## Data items
+++

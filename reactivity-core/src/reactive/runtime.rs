//! Reactive Runtime
//!
//! The runtime is the context object that cells, effects and slots belong
//! to. It owns everything that is not tied to a single cell:
//!
//! - the global hook list, run after every mutation of any of its cells
//! - the named slot store behind `use_ref` and `use_id`
//! - the propagation depth guard
//! - the configuration
//!
//! # Why a Context Object
//!
//! There is no process-wide singleton. Each `Runtime` is independent, so
//! two runtimes never see each other's hooks or slots, and tests can create
//! as many as they like. A `Runtime` is a cheap handle; clones share state.
//!
//! # Thread Safety
//!
//! The runtime and its cells are `Send + Sync`, but propagation is designed
//! for one thread at a time: the depth guard counts nested `set()` calls of
//! the whole runtime, not per thread.

use std::fmt;
use std::sync::atomic::{AtomicU64, Ordering};
use std::sync::Arc;

use parking_lot::Mutex;

use super::context::PropagationContext;
use super::dependency::DependencyList;
use super::effect::Effect;
use super::hook::{verbose_debug_hook, ChangeEvent, GlobalHooks, HookId};
use super::slot::{IdOptions, Ref, SlotKey, SlotStore};
use super::stateful::{Setter, Stateful};
use super::subscriber::EffectOutput;
use crate::config::RuntimeConfig;
use crate::error::Result;

/// Unique identifier of a runtime.
#[derive(Debug, Clone, Copy, PartialEq, Eq, Hash)]
pub struct RuntimeId(u64);

impl RuntimeId {
    fn new() -> Self {
        static COUNTER: AtomicU64 = AtomicU64::new(0);
        Self(COUNTER.fetch_add(1, Ordering::Relaxed))
    }
}

struct RuntimeInner {
    id: RuntimeId,
    config: RuntimeConfig,
    hooks: GlobalHooks,
    slots: SlotStore,
    propagation: PropagationContext,
    /// Backs a standalone cell; any runtime may list such cells.
    detached: bool,
    /// Id of the installed verbose debug hook, if enabled.
    debug_hook: Mutex<Option<HookId>>,
}

/// A reactive context.
///
/// # Example
///
/// ```rust
/// use reactivity_core::{deps, reactive::Runtime};
///
/// let runtime = Runtime::new();
/// let (count, set_count) = runtime.use_state(0);
///
/// let seen = count.clone();
/// runtime
///     .use_effect(move || println!("count: {}", seen.get()), deps![count])
///     .unwrap();
///
/// set_count.set(1).unwrap(); // prints "count: 1"
/// ```
#[derive(Clone)]
pub struct Runtime {
    inner: Arc<RuntimeInner>,
}

impl Runtime {
    /// Create a runtime with the default configuration.
    pub fn new() -> Self {
        Self::with_config(RuntimeConfig::default())
    }

    /// Create a runtime with the given configuration.
    pub fn with_config(config: RuntimeConfig) -> Self {
        Self::build(config, false)
    }

    /// The private runtime behind [`Stateful::new`].
    pub(crate) fn detached() -> Self {
        Self::build(RuntimeConfig::default(), true)
    }

    fn build(config: RuntimeConfig, detached: bool) -> Self {
        let runtime = Self {
            inner: Arc::new(RuntimeInner {
                id: RuntimeId::new(),
                propagation: PropagationContext::new(config.max_propagation_depth),
                hooks: GlobalHooks::new(),
                slots: SlotStore::new(),
                debug_hook: Mutex::new(None),
                detached,
                config,
            }),
        };

        if runtime.inner.config.verbose_debug {
            runtime.enable_verbose_debug_output(true);
        }

        runtime
    }

    pub fn id(&self) -> RuntimeId {
        self.inner.id
    }

    pub fn config(&self) -> &RuntimeConfig {
        &self.inner.config
    }

    /// Whether this runtime only backs a standalone cell.
    pub fn is_detached(&self) -> bool {
        self.inner.detached
    }

    // ------------------------------------------------------------------------
    // State
    // ------------------------------------------------------------------------

    /// Create a cell owned by this runtime.
    pub fn state<T>(&self, initial: T) -> Stateful<T>
    where
        T: Clone + fmt::Debug + Send + Sync + 'static,
    {
        Stateful::with_runtime(self, initial)
    }

    /// Create a cell and return it with its setter.
    pub fn use_state<T>(&self, initial: T) -> (Stateful<T>, Setter<T>)
    where
        T: Clone + fmt::Debug + Send + Sync + 'static,
    {
        let state = self.state(initial);
        let setter = Setter::new(state.clone());
        (state, setter)
    }

    // ------------------------------------------------------------------------
    // Effects
    // ------------------------------------------------------------------------

    /// Run `effect` whenever any cell in `dependencies` changes.
    ///
    /// The effect does not run now. With dependency validation enabled, a
    /// cell owned by another runtime (not a standalone one) fails registration with
    /// [`ReactiveError::InvalidDependency`](crate::error::ReactiveError::InvalidDependency).
    pub fn use_effect<F, R>(&self, effect: F, dependencies: DependencyList) -> Result<Effect>
    where
        F: Fn() -> R + Send + Sync + 'static,
        R: EffectOutput,
    {
        Effect::register(self, effect, dependencies)
    }

    // ------------------------------------------------------------------------
    // Slots
    // ------------------------------------------------------------------------

    /// Storage outside the reactive system, keyed by the caller's location.
    ///
    /// Every call from the same line and column returns the same slot; the
    /// `initial` value is only used the first time.
    #[track_caller]
    pub fn use_ref<T>(&self, initial: T) -> Result<Ref<T>>
    where
        T: Send + Sync + 'static,
    {
        self.inner.slots.get_or_create(SlotKey::caller(), initial)
    }

    /// Like [`use_ref`](Self::use_ref), with an explicit key.
    pub fn use_ref_keyed<T>(&self, key: impl Into<SlotKey>, initial: T) -> Result<Ref<T>>
    where
        T: Send + Sync + 'static,
    {
        self.inner.slots.get_or_create(key.into(), initial)
    }

    /// A random id, fixed per call site for the lifetime of the runtime.
    #[track_caller]
    pub fn use_id(&self, options: IdOptions) -> u64 {
        self.inner.slots.id_for(SlotKey::caller(), options)
    }

    /// Number of named slots created so far.
    pub fn slot_count(&self) -> usize {
        self.inner.slots.len()
    }

    // ------------------------------------------------------------------------
    // Global hooks
    // ------------------------------------------------------------------------

    /// Install a hook that runs after every `set()` of every cell of this
    /// runtime.
    pub fn install_global_hook<F, R>(&self, hook: F) -> HookId
    where
        F: Fn(&ChangeEvent<'_>) -> R + Send + Sync + 'static,
        R: EffectOutput,
    {
        self.inner.hooks.install(hook)
    }

    /// Remove a hook. Returns `false` if it was not installed.
    pub fn remove_global_hook(&self, id: HookId) -> bool {
        self.inner.hooks.remove(id)
    }

    pub fn has_global_hooks(&self) -> bool {
        !self.inner.hooks.is_empty()
    }

    pub fn global_hook_count(&self) -> usize {
        self.inner.hooks.len()
    }

    /// Log every change through `tracing` (target `reactivity::debug`).
    ///
    /// Enabling twice installs the hook once.
    pub fn enable_verbose_debug_output(&self, enabled: bool) {
        let mut debug_hook = self.inner.debug_hook.lock();
        match (enabled, *debug_hook) {
            (true, None) => {
                tracing::info!(runtime = ?self.id(), "verbose debug output enabled");
                *debug_hook = Some(self.inner.hooks.install(verbose_debug_hook));
            }
            (false, Some(id)) => {
                self.inner.hooks.remove(id);
                *debug_hook = None;
            }
            _ => {}
        }
    }

    pub fn is_verbose_debug_output_enabled(&self) -> bool {
        self.inner.debug_hook.lock().is_some()
    }

    // ------------------------------------------------------------------------
    // Internals used by cells
    // ------------------------------------------------------------------------

    pub(crate) fn hooks(&self) -> &GlobalHooks {
        &self.inner.hooks
    }

    pub(crate) fn propagation(&self) -> &PropagationContext {
        &self.inner.propagation
    }

    /// Current nesting depth of `set()` calls.
    pub fn propagation_depth(&self) -> usize {
        self.inner.propagation.depth()
    }
}

impl Default for Runtime {
    fn default() -> Self {
        Self::new()
    }
}

impl fmt::Debug for Runtime {
    fn fmt(&self, f: &mut fmt::Formatter<'_>) -> fmt::Result {
        f.debug_struct("Runtime")
            .field("id", &self.inner.id)
            .field("detached", &self.inner.detached)
            .field("config", &self.inner.config)
            .field("hooks", &self.inner.hooks)
            .field("slots", &self.inner.slots)
            .finish()
    }
}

+++

## Problem to solve
Only the lines from the one containing "pub(crate) fn propagation(&self)" through the last line of the entries above should be copied, exactly as written.

## Task output
    pub(crate) fn propagation(&self) -> &PropagationContext {
        &self.inner.propagation
    }

    /// Current nesting depth of `set()` calls.
    pub fn propagation_depth(&self) -> usize {
        self.inner.propagation.depth()
    }
}

impl Default for Runtime {
    fn default() -> Self {
        Self::new()
    }
}

impl fmt::Debug for Runtime {
    fn fmt(&self, f: &mut fmt::Formatter<'_>) -> fmt::Result {
        f.debug_struct("Runtime")
            .field("id", &self.inner.id)
            .field("detached", &self.inner.detached)
            .field("config", &self.inner.config)
            .field("hooks", &self.inner.hooks)
            .field("slots", &self.inner.slots)
            .finish()
    }
}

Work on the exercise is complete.